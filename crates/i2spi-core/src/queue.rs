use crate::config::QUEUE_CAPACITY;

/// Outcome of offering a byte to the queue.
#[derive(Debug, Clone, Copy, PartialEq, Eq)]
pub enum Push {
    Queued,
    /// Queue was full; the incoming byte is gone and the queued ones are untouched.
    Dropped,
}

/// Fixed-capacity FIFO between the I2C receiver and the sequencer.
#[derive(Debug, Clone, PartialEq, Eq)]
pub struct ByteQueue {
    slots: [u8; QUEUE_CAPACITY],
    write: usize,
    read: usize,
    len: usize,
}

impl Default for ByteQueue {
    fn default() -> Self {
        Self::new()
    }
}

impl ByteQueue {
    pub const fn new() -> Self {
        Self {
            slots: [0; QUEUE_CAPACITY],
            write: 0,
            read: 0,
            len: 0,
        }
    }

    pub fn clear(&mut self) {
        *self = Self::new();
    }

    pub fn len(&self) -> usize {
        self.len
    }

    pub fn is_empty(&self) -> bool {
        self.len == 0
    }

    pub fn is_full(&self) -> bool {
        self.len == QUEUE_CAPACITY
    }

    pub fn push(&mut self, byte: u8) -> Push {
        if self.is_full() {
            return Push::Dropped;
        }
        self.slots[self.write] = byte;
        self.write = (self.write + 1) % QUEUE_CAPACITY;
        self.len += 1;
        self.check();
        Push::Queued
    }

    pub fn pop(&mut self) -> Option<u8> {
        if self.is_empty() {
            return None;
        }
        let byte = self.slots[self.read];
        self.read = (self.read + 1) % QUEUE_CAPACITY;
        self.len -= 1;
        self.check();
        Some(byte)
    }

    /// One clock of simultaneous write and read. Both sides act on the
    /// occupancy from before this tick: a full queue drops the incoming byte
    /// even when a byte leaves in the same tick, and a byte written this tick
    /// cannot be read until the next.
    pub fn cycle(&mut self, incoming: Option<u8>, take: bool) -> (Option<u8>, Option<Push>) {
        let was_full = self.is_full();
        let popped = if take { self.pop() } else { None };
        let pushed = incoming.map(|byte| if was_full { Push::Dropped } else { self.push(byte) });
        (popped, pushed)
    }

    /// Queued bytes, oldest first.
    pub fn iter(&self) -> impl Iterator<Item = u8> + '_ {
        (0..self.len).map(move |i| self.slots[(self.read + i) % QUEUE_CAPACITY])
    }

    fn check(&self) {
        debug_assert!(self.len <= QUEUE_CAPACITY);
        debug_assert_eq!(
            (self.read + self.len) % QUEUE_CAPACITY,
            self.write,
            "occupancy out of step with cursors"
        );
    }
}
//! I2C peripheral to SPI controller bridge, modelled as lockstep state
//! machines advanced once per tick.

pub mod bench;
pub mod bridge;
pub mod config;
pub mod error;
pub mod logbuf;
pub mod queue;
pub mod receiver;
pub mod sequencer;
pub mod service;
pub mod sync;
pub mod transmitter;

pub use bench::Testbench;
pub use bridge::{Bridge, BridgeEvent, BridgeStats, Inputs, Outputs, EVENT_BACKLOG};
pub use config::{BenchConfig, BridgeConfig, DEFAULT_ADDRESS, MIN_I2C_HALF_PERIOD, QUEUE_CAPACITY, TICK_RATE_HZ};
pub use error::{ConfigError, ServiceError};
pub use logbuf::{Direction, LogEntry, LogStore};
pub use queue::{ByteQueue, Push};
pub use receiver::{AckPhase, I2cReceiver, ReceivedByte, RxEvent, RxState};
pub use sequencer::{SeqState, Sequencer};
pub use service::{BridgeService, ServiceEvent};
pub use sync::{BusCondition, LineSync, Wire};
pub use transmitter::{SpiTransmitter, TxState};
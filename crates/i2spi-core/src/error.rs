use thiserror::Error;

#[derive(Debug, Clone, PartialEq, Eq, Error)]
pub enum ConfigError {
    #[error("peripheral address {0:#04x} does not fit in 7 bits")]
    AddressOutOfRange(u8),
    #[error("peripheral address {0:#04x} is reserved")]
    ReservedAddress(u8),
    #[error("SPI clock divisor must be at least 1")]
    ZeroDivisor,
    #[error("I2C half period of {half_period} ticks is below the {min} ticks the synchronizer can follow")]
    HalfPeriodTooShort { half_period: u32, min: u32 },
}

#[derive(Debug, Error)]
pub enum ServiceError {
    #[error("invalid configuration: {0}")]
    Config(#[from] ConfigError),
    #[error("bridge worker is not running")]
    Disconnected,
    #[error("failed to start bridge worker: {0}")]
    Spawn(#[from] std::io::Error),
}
------------------------------
- What to produce -
Using the entries above, give again exactly the lines from the line holding "pub mod transmitter;" through the line holding "use thiserror::Error;". Include both end lines and nothing else.

- Response for this exercise -
pub mod transmitter;

pub use bench::Testbench;
pub use bridge::{Bridge, BridgeEvent, BridgeStats, Inputs, Outputs, EVENT_BACKLOG};
pub use config::{BenchConfig, BridgeConfig, DEFAULT_ADDRESS, MIN_I2C_HALF_PERIOD, QUEUE_CAPACITY, TICK_RATE_HZ};
pub use error::{ConfigError, ServiceError};
pub use logbuf::{Direction, LogEntry, LogStore};
pub use queue::{ByteQueue, Push};
pub use receiver::{AckPhase, I2cReceiver, ReceivedByte, RxEvent, RxState};
pub use sequencer::{SeqState, Sequencer};
pub use service::{BridgeService, ServiceEvent};
pub use sync::{BusCondition, LineSync, Wire};
pub use transmitter::{SpiTransmitter, TxState};
filename crates/i2spi-core/src/error.rs
use thiserror::Error;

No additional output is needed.